A way for connection success / failure over a particular transport to be reported to the network layer. Or some way for network layer to access historical statistics.
Some logic in the network layer to determine wifi is unreliable (presumably based on sequential connections failures without success, over time).
Some logic in the network layer to determine wifi is reliable again. Perhaps after some time (hours) on modem failover, it could switch back to wifi and try again.
The switch is done in the network layer itself, and our current default route switching mechanism should support that just fine.

I guess a config to enable/disable this as a feature.

But, I would really much rather ‘fix’ the wifi in the first place. It is certainly easier to see if any fix is effective at the moment, with the wifi unreliable, than if we had some automatic failover to modem situation.

Regards, Mark.

On 5 Jan 2019, at 2:56 PM, Stephen Casner <casner@acm.org> wrote:

Michael,

You're right that we can't depend on the websocket job queue overflow
to detect loss of wifi connectivity. If the improvements in the wifi
driver make it sufficiently robust to detect disassociation, then we
may not need to do anything else to work around that problem.

However, there may well be situations where wifi is able to associate
just fine, but there is no connectivity upstream from that point to
the server. To handle such cases I think it would be a good idea to
have a signal that both the websocket and server-v[23] can send to
netmanager to trigger switching to another path.

-- Steve

On Fri, 4 Jan 2019, Michael Balzer wrote:

Steve,

you could have enabled event logging additionally, but there clearly is no event from the wifi driver on the disassociation, or the netmanager would have logged
this as well.

You're probably right in the websocket job queue overflow indicating the loss, but that won't fit as a general canary, as it's only active while at least one
web client is connected.

Another thing you could monitor is the signal quality, or maybe check for a lack of update callbacks? That's CSIRxCallback in esp32wifi.
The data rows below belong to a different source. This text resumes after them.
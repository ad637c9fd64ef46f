//! `vaultsync-worker` library crate.
//!
//! Re-exports internal modules for integration testing. The binary
//! entrypoint lives in `main.rs`.

pub mod init;
pub mod pipeline;
pub mod scheduler;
But that's all working around the underlying wifi blob bug. We first should check if the current IDF blob does a better job.

Regards,
Michael

Am 04.01.19 um 06:15 schrieb Stephen Casner:

Yesterday I found another instance where I could not ssh to OVMS nor
ping it. This time I verified in my router status that the wifi
association with OVMS was "inactive" (down). The iPhone app said that
server-v2 was not hear for 108 minutes. This time I have a full log
file covering back to the previous day, which is attached.

I connected to OVMS with the serial console and the output from the
serial monitor is appended to the attached log file. The "wifi stat"
and "net stat" commands both indicated that the wifi connection was up
when all the external indications were to the contrary. Going back
108 minutes in the log file corresponds roughly to the first instance
of "job queue overflow detected". Perhaps the web server can act as
the canary in the coal mine? There is no indication that the wifi
driver signaled any problem at that time.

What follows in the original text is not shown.